__Working data__:
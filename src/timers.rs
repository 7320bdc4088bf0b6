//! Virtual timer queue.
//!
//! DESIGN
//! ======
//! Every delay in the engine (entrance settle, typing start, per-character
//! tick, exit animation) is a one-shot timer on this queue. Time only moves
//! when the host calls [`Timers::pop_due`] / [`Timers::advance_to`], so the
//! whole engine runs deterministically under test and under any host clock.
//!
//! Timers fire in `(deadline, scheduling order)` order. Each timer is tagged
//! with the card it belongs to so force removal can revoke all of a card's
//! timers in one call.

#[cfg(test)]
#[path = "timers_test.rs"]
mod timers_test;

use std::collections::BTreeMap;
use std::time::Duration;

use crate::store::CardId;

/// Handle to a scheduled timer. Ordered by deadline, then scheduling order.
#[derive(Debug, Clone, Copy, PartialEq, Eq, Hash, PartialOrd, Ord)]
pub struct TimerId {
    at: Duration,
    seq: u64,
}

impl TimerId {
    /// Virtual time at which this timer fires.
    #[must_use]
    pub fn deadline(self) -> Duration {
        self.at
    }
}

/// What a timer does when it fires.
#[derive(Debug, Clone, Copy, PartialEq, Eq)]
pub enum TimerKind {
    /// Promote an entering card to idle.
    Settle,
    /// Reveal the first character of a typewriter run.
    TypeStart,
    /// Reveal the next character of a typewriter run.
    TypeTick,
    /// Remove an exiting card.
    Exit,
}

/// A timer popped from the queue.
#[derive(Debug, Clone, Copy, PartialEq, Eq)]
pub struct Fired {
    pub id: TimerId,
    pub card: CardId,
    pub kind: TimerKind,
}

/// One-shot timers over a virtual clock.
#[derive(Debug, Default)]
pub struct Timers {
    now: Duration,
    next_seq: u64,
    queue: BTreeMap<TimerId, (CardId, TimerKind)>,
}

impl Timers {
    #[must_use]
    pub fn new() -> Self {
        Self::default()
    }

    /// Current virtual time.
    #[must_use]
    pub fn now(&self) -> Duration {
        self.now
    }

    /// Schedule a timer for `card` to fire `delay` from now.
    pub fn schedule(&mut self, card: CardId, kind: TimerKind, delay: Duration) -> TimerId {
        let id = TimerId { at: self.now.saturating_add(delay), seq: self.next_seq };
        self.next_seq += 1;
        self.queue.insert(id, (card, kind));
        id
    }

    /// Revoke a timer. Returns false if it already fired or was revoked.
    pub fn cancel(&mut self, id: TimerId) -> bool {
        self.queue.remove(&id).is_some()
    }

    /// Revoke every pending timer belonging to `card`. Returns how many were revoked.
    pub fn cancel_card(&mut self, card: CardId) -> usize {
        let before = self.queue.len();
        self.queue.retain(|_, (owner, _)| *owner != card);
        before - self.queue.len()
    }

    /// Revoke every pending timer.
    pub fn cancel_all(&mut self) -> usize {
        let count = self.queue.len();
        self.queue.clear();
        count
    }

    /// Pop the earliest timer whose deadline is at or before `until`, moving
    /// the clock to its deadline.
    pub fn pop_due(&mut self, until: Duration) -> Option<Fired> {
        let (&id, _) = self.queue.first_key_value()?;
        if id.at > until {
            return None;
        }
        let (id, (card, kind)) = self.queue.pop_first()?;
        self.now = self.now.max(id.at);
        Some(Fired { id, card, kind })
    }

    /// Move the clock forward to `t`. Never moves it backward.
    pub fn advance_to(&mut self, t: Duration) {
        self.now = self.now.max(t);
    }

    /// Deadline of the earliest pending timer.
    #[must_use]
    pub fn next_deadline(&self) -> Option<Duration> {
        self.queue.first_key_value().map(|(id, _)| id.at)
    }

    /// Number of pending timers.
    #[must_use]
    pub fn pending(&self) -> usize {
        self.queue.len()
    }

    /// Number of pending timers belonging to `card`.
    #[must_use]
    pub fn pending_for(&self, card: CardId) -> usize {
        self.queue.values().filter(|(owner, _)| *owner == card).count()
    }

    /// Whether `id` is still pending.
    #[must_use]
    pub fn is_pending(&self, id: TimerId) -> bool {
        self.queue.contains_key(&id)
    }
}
...
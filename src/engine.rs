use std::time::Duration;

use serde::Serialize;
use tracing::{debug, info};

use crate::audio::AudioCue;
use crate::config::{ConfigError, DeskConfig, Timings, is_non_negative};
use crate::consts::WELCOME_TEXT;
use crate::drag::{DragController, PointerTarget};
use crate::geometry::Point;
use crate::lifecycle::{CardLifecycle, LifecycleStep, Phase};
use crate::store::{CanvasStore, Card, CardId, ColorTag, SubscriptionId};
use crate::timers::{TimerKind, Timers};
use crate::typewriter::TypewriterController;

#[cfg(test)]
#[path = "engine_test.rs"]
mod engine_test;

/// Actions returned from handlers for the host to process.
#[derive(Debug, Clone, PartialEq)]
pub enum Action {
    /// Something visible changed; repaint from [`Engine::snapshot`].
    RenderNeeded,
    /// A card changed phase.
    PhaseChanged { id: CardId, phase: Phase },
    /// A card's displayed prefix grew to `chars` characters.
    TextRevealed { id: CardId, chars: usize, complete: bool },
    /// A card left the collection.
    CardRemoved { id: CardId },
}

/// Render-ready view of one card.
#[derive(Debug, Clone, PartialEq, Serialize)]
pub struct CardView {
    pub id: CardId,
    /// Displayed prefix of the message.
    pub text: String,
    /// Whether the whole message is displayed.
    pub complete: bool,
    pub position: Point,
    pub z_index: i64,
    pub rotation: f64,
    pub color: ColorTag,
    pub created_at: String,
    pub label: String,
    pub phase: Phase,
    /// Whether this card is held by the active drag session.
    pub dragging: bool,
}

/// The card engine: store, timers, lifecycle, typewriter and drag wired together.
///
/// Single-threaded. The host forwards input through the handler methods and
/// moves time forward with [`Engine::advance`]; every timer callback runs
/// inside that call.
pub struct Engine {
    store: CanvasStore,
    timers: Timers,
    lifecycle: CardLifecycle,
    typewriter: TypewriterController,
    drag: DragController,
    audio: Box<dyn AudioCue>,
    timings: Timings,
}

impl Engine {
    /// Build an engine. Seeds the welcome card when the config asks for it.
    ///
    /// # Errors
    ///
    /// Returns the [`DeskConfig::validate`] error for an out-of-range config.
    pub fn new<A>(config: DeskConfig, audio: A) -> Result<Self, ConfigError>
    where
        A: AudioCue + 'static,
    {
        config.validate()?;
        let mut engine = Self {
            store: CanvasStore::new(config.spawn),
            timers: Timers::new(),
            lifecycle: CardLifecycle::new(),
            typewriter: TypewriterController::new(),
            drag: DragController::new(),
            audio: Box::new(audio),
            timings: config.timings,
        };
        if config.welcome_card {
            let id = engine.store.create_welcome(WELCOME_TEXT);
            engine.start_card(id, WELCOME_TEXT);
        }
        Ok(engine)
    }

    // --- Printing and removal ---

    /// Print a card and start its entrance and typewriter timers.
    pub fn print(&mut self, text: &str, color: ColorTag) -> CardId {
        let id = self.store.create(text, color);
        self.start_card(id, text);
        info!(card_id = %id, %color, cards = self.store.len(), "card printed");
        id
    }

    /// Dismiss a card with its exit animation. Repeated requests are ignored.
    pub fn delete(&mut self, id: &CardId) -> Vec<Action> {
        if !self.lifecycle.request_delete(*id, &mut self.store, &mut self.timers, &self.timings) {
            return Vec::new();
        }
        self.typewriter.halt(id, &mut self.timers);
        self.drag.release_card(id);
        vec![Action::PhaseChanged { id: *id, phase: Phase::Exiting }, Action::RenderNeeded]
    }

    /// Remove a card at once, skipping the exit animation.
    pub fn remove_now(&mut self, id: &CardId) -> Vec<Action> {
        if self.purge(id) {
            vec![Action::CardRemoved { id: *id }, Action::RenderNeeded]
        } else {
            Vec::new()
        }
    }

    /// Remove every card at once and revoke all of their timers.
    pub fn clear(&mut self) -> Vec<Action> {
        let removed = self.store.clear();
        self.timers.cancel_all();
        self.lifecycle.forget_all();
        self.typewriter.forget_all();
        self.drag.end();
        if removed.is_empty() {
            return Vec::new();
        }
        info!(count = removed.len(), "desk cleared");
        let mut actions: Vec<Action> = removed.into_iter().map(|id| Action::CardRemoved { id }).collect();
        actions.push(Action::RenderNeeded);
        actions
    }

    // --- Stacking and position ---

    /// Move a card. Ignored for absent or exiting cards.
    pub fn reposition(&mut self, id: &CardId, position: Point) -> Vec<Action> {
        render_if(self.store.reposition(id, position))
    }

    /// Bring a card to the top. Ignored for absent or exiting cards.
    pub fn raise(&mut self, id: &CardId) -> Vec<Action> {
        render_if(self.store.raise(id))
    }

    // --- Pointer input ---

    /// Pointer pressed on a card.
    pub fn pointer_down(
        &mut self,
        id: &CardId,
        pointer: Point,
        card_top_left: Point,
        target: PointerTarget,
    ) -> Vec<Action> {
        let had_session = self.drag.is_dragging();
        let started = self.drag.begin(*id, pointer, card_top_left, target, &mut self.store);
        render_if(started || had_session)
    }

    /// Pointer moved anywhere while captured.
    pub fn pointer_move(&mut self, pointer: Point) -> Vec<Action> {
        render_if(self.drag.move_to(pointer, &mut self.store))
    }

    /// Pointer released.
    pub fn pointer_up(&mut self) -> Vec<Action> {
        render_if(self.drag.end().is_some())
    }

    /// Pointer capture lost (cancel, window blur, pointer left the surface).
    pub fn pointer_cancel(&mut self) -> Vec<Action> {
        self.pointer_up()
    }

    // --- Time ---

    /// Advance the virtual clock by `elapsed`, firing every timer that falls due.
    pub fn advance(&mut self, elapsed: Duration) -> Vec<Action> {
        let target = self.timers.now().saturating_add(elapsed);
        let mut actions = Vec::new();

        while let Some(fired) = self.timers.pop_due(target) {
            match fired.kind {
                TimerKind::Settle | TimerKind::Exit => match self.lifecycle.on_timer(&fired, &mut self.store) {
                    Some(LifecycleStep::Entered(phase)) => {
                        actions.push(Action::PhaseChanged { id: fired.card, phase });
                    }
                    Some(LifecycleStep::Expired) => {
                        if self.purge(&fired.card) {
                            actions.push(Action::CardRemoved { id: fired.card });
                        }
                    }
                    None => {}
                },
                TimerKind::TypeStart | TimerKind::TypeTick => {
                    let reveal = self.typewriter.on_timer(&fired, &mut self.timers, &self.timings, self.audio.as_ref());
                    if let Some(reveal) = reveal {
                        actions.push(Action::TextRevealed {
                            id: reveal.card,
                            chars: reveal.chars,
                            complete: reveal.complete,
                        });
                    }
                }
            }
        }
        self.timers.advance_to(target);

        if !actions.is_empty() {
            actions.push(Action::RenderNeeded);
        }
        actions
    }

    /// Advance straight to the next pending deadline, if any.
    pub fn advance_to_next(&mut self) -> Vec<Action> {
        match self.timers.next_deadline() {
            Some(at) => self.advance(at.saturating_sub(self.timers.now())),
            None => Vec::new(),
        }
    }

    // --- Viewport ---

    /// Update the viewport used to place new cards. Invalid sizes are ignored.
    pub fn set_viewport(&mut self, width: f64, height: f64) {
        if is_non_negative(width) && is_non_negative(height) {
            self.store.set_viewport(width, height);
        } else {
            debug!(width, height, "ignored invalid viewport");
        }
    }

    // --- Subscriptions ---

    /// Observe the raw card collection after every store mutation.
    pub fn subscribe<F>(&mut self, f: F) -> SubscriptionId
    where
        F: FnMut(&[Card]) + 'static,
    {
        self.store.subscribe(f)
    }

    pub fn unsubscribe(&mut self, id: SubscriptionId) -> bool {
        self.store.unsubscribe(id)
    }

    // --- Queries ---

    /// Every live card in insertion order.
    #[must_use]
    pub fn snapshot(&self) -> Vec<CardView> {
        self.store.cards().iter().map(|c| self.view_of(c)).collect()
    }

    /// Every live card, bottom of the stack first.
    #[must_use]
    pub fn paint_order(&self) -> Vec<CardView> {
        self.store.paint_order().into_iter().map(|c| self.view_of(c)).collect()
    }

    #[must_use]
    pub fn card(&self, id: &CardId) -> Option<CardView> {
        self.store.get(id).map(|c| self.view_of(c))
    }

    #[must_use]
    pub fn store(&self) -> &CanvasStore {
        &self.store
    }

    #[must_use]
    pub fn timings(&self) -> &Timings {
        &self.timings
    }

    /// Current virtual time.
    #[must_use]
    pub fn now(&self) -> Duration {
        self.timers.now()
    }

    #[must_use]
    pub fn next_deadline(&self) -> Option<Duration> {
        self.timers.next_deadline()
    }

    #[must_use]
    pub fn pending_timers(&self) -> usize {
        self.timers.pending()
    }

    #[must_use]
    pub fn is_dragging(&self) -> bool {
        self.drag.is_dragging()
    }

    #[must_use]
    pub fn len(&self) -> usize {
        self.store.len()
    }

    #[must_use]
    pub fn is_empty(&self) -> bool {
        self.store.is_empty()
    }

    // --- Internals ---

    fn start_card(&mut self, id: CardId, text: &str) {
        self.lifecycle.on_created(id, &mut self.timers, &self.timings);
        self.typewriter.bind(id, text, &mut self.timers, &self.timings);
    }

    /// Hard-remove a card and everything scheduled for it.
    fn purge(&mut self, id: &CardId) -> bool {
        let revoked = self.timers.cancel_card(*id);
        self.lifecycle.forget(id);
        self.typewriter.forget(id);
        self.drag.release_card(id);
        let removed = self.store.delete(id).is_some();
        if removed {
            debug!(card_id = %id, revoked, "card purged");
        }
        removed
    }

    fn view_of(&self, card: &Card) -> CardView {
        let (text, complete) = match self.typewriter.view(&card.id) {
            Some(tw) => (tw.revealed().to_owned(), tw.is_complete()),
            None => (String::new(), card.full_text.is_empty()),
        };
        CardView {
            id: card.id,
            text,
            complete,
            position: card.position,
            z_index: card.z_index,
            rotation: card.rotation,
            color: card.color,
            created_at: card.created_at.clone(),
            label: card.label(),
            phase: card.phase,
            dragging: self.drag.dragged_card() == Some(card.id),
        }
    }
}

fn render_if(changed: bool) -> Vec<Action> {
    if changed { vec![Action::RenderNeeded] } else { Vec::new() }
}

__Try it__: Count the lines in the listing above that include the word "static". Reply with the number only.

__Answer for the task__: 2